The 74-gun French ship Droits de l'Homme, was returning from the failed expedition to Ireland, and in the ensuing action of 13 January 1797, Amazon, in company with Pellew's ship Indefatigable, encountered her off the coast of Brittany. Normally, frigates would not engage a ship of the line as they would be severely outgunned. However, there was a heavy sea and the French ship could not open her lower deck gunports for fear of flooding. This reduced her broadside considerably.

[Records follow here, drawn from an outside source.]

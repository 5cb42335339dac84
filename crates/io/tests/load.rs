use std::path::PathBuf;

use matplan_io::{load_sources, write_master_csv, LoadError, TableKind};
use matplan_recon::{Dashboard, MatchMethod, MatplanConfig};

fn fixtures_dir() -> PathBuf {
    PathBuf::from(env!("CARGO_MANIFEST_DIR")).join("tests/fixtures")
}

fn fixture_config() -> MatplanConfig {
    let toml = std::fs::read_to_string(fixtures_dir().join("matplan.toml")).unwrap();
    MatplanConfig::from_toml(&toml).unwrap()
}

fn fixture_dashboard() -> Dashboard {
    let config = fixture_config();
    let loaded = load_sources(&config, &fixtures_dir()).unwrap();
    Dashboard::new(loaded.tables, config)
}

#[test]
fn loads_all_four_tables() {
    let config = fixture_config();
    let loaded = load_sources(&config, &fixtures_dir()).unwrap();
    assert_eq!(loaded.tables.workpacks.as_ref().map(Vec::len), Some(4));
    assert_eq!(loaded.tables.utilization.as_ref().map(Vec::len), Some(4));
    assert_eq!(loaded.tables.consumption.as_ref().map(Vec::len), Some(7));
    assert_eq!(loaded.tables.planned.as_ref().map(Vec::len), Some(5));

    let kinds: Vec<TableKind> = loaded.fingerprints.iter().map(|f| f.kind).collect();
    assert_eq!(kinds, TableKind::ALL.to_vec());
    assert!(loaded.fingerprints.iter().all(|f| f.sha256.len() == "sha256:".len() + 64));
}

#[test]
fn heuristic_match_narrows_by_registration() {
    let dash = fixture_dashboard();
    let view = dash.master_view().unwrap();
    let row = view.find("1001").unwrap();
    // the rotable line only names the aircraft in its receiver, and a line
    // with a matching registration exists
    assert_eq!(row.matched_by(), Some(MatchMethod::Heuristic));
    assert_eq!(row.consumed_parts_count(), Some(1));
    assert_eq!(row.consumed_qty(), Some(3.0));
    assert_eq!(row.consumed_cost(), Some(150.0));
    assert_eq!(row.planning_accuracy, Some(100.0));
    assert_eq!(row.hours_per_cycle(), Some(2.0));
}

#[test]
fn direct_match_with_variances() {
    let dash = fixture_dashboard();
    let view = dash.master_view().unwrap();
    let row = view.find("1002").unwrap();
    assert_eq!(row.matched_by(), Some(MatchMethod::Direct));
    assert_eq!(row.consumed_parts_count(), Some(3));
    assert_eq!(row.consumed_qty(), Some(6.0));
    assert_eq!(row.consumed_cost(), Some(30.0));
    assert_eq!(row.planned_parts_count(), Some(4));
    assert_eq!(row.planned_confirmed_qty(), Some(4.0));
    assert_eq!(row.parts_variance, Some(-1));
    assert_eq!(row.qty_variance, Some(1.0));
    assert_eq!(row.cost_variance, Some(-125.0));
    assert_eq!(row.planning_accuracy, Some(75.0));
    // zero cycles
    assert_eq!(row.aircraft_hours(), Some(20_000.0));
    assert_eq!(row.hours_per_cycle(), None);
}

#[test]
fn unmatched_rows_stay_empty() {
    let dash = fixture_dashboard();
    let view = dash.master_view().unwrap();

    let untracked = view.find("1003").unwrap();
    assert!(untracked.consumption.is_none());
    // only snapshot is after the start date
    assert_eq!(untracked.aircraft_hours(), Some(10_000.0));

    let no_start = view.find("1004").unwrap();
    assert!(no_start.consumption.is_none());
    assert!(no_start.utilization.is_none());
    assert_eq!(no_start.duration_days, None);
}

#[test]
fn statistics_over_fixtures() {
    let dash = fixture_dashboard();

    let completeness = dash.completeness().unwrap();
    assert_eq!(completeness.total_workpackages, 4);
    assert_eq!(completeness.c_checks, 3);
    assert_eq!(completeness.with_utilization_pct, Some(75.0));
    assert_eq!(completeness.with_consumption_pct, Some(50.0));
    assert_eq!(completeness.with_planned_pct, Some(50.0));
    assert_eq!(completeness.c_checks_with_consumption, 2);

    let cats = dash.consumption_by_category().unwrap();
    assert_eq!(cats.total_records, 6);
    assert_eq!(cats.consumable.records, 5);
    assert_eq!(cats.rotable.records, 1);
    assert_eq!(cats.with_workpackage_key, 3);
    assert_eq!(cats.without_workpackage_key, 3);
    assert_eq!(cats.matched_direct, 1);
    assert_eq!(cats.matched_heuristic, 1);
}

#[test]
fn master_csv_export() {
    let dash = fixture_dashboard();
    let mut buf = Vec::new();
    write_master_csv(dash.master_view().unwrap(), &mut buf).unwrap();

    let mut reader = csv::Reader::from_reader(buf.as_slice());
    let headers = reader.headers().unwrap().clone();
    let records: Vec<csv::StringRecord> = reader.records().map(|r| r.unwrap()).collect();
    assert_eq!(records.len(), 4);

    let col = |name: &str| headers.iter().position(|h| h == name).unwrap();
    assert_eq!(&records[0][col("wpno_i")], "1001");
    assert_eq!(&records[0][col("consumption_matched_by")], "HEURISTIC");
    assert_eq!(&records[1][col("planning_accuracy")], "75");
    assert_eq!(&records[3][col("consumed_parts_count")], "");
}

#[test]
fn missing_work_package_file_fails() {
    let mut config = fixture_config();
    config.tables.workpacks = Some("nope.csv".into());
    let err = load_sources(&config, &fixtures_dir()).unwrap_err();
    assert!(matches!(err, LoadError::Io { .. }));
    assert!(err.to_string().contains("nope.csv"));
}

#[test]
fn missing_optional_file_is_a_warning() {
    let mut config = fixture_config();
    config.tables.utilization = Some("nope.csv".into());
    let loaded = load_sources(&config, &fixtures_dir()).unwrap();
    assert!(loaded.tables.utilization.is_none());
    assert!(loaded.tables.consumption.is_some());
    assert_eq!(loaded.warnings.len(), 1);
    assert!(loaded.warnings[0].to_string().contains("nope.csv"));
}

#[test]
fn planned_table_without_qty_leaves_view_unplanned() {
    let dir = tempfile::tempdir().unwrap();
    std::fs::write(dir.path().join("planned.csv"), "wpno_i,partno\n1002,P-300\n").unwrap();

    let mut config = fixture_config();
    let fixtures = fixtures_dir();
    for file in [
        &mut config.tables.workpacks,
        &mut config.tables.utilization,
        &mut config.tables.consumption,
    ] {
        *file = file.as_deref().map(|f| fixtures.join(f).display().to_string());
    }

    let loaded = load_sources(&config, dir.path()).unwrap();
    assert!(loaded.tables.planned.is_none());
    assert!(matches!(
        loaded.warnings.as_slice(),
        [LoadError::MissingColumns { kind: TableKind::Planned, .. }]
    ));
    assert_eq!(loaded.fingerprints.len(), 3);

    let dash = Dashboard::new(loaded.tables, config);
    let view = dash.master_view().unwrap();
    assert_eq!(view.len(), 4);
    assert!(view.rows.iter().all(|r| r.planned.is_none()));
    assert!(view.find("1002").unwrap().consumption.is_some());
}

Pellew was 7 nmi ahead of Amazon when he first attacked the Droits de l'Homme. An hour-and-a-half later Amazon came up and poured a broadside into the Frenchman's quarter. The two frigates attacked her from either side yawing to rake her while avoiding much of her return fire. At 04:00 on 14 January, land was suddenly sighted ahead and the frigates broke off the attack and headed in opposite directions. Amazon, going north, and more severely damaged, was unable to wear and ran aground at Audierne Bay, Isle Bas. Three crew had been killed during the battle and six more drowned, but the rest were able to reach shore. There the French captured them. The heavy seas pounding her on the beach destroyed Amazon; the Droits de l'Homme, badly damaged in the battle, was also wrecked, with heavy casualties.

The court martial on 29 September 1797, routinely held by the Navy after the loss of any vessel, honourably acquitted Reynolds and his officers of negligence in the loss of the ship.